# Differentiation of tricky rational function

Good day! I encountered a problem while doing some differentiation questions and I need some help. The question is:

$$\displaystyle f(x)=\frac{x(1-x)(2-x)(3-x)(4-x)(5-x)(6-x)(7-x)(8-x)(9-x)}{(1+x)(2+x)(3+x)(4+x)(5+x)(6+x)(7+x)(8+x)(9+x)}$$

Find $$f'(0)$$.

I know you can just try multiplying everything and using product and quotient rule, but is there a trick to solving this question?

• $f(x)=xq(x)\Rightarrow f'(x) = q(x)+xq'(x)\Rightarrow f'(0) =q(0) = 1$. Apr 1, 2020 at 7:46

You have $$f(x)=xg(x)$$, where $$g$$ is continuous in a neighborhood of $$0$$; apply the definition: $$f'(0)=\lim_{x\to0}\frac{xg(x)-0g(0)}{x}=g(0)$$

• Thank you so much!! Apr 1, 2020 at 13:16

$$f(x)$$ has the form $$\frac {xg(x)} {h{(x)}}$$. So $$f'(x)=\frac { h(x)xg'(x)+h(x)g(x)-xg(x)h'(x)} {h(x)^{2}}$$. Clearly $$f'(0)= \frac {h(0)g(0)} {h(0)^{2}}=1$$.

The answer is 1. The good thing here is that when you see the expressions that come out from applying the product rule, most of the terms have a factor $$x$$ multiplied to them.

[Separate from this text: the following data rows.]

/// `K<dec>` / `H<hex>` immediates. Returns `None` for anything else so the
/// caller can try a device reference.
fn parse_constant(line: usize, token: &str) -> Result<Option<i16>, ParseError> {
    let upper = token.to_ascii_uppercase();
    if let Some(digits) = upper.strip_prefix('K') {
        // K belongs to no device class, so the rest must be a number.
        let value = digits
            .parse::<i16>()
            .map_err(|_| ParseError::new(line, token, ErrorKind::BadNumber))?;
        return Ok(Some(value));
    }
    if let Some(digits) = upper.strip_prefix('H') {
        let value = u16::from_str_radix(digits, 16)
            .map_err(|_| ParseError::new(line, token, ErrorKind::BadNumber))?;
        return Ok(Some(value as i16));
    }
    Ok(None)
}

/// `T<n>` / `C<n>` pseudo-classes for timer and counter coils.
fn parse_pseudo(line: usize, token: &str) -> Result<Option<Pseudo>, ParseError> {
    let upper = token.to_ascii_uppercase();
    let (kind, digits) = match upper.split_at_checked(1) {
        Some(("T", digits)) if !digits.is_empty() => (true, digits),
        Some(("C", digits)) if !digits.is_empty() => (false, digits),
        _ => return Ok(None),
    };
    if !digits.bytes().all(|byte| byte.is_ascii_digit()) {
        // Two-letter classes like TC or CS fall through to device parsing.
        return Ok(None);
    }
    let number = digits
        .parse::<u16>()
        .map_err(|_| ParseError::new(line, token, ErrorKind::BadNumber))?;
    let space = if kind {
        DeviceClass::Tn.size()
    } else {
        DeviceClass::Cn.size()
    };
    if u32::from(number) >= space {
        return Err(ParseError::new(line, token, ErrorKind::AddressOutOfRange));
    }
    Ok(Some(if kind {
        Pseudo::Timer(number)
    } else {
        Pseudo::Counter(number)
    }))
}

/// A device reference, with the reference error mapped to a line error.
fn parse_device(line: usize, token: &str) -> Result<DeviceRef, ParseError> {
    DeviceRef::parse(token).map_err(|error| {
        let kind = match error {
            RefParseError::UnknownClass => ErrorKind::UnknownDevice,
            RefParseError::BadHead => ErrorKind::BadNumber,
            RefParseError::OutOfRange => ErrorKind::AddressOutOfRange,
        };
        ParseError::new(line, token, kind)
    })
}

This makes those terms equal to zero immediately and you will also see that the numerator and denominator on applying the quotient rule and substituting zero turn out to be the same.

Recall that the Taylor series of $$\frac{1}{a+x} = \frac{1/a}{1+x/a}$$ is:

$$\frac{1}{a} - \frac{x}{a^2} + \frac{x^2}{a^3} - O(x^4)$$

as this is an infinite geometric series with first term $$\frac{1}{a}$$ and common ratio $$-\frac{x}{a}$$.

Now $$\frac{a-x}{a+x} = \frac{2a}{a+x} -1$$. The Taylor series of this is $$2a$$ times the first series or $$\frac{2a}{a} - \frac{2ax}{a^2} + \frac{2ax^2}{a^3} - \cdots$$ or $$1 - \frac{2x}{a} + \frac{2x^2}{a^2} - \cdots$$.

Therefore the Taylor series of $$f(x)$$, discarding higher-order terms is: $$x \left(1 - \frac{2x}{1} \right) \left(1 - \frac{2x}{2} \right) \left(1 - \frac{2x}{3} \right) \cdots \left(1 - \frac{2x}{10} \right)$$

$$= x \left(1 - \left(\frac{2x}{1} + \frac{2x}{2} + \cdots + \frac{2x}{10} \right) + O(x^2) \right)$$

$$= x - x^2 (\text{some constant} ) + O(x^3)$$

and therefore $$f'(x)$$ equals:

$$= 1 - 2x (\text{some constant} ) + O(x^2)$$

which when evaluated at $$x=0$$ gives $$1$$. Thus $$f'(0) = 1$$.

Use logarithmic differentiation. $$f(x)= x \frac{\prod_{i=1}^n (i-x) }{\prod_{i=1}^n (i+x) }$$ $$\log(f(x))=\log(x)+\sum_{i=1}^n \log(i-x)-\sum_{i=1}^n \log(i+x)$$ $$\frac{f'(x)}{f(x)}=\frac 1 x-\sum_{i=1}^n \frac 1{i-x}-\sum_{i=1}^n \frac 1{i+x}$$ $$f'(x)=f(x) \times\frac{f'(x)}{f(x)}=\left(\frac 1 x-\sum_{i=1}^n \frac 1{i-x}-\sum_{i=1}^n \frac 1{i+x} \right)x \frac{\prod_{i=1}^n (i-x) }{\prod_{i=1}^n (i+x) }$$ Isolating the first term

$$f'(x)=\frac{\prod_{i=1}^n (i-x) }{\prod_{i=1}^n (i+x) }-\color{red}{x}\frac{\prod_{i=1}^n (i-x) }{\prod_{i=1}^n (i+x) }\left(\sum_{i=1}^n \frac 1{i-x}+\sum_{i=1}^n \frac 1{i+x} \right)$$ Because of the $$\color{red}{x}$$ in the front of the second term, it is $$0$$ for $$x=0$$. The first term is equal to $$1$$ since for $$x=0$$ numerator and denominator are identical.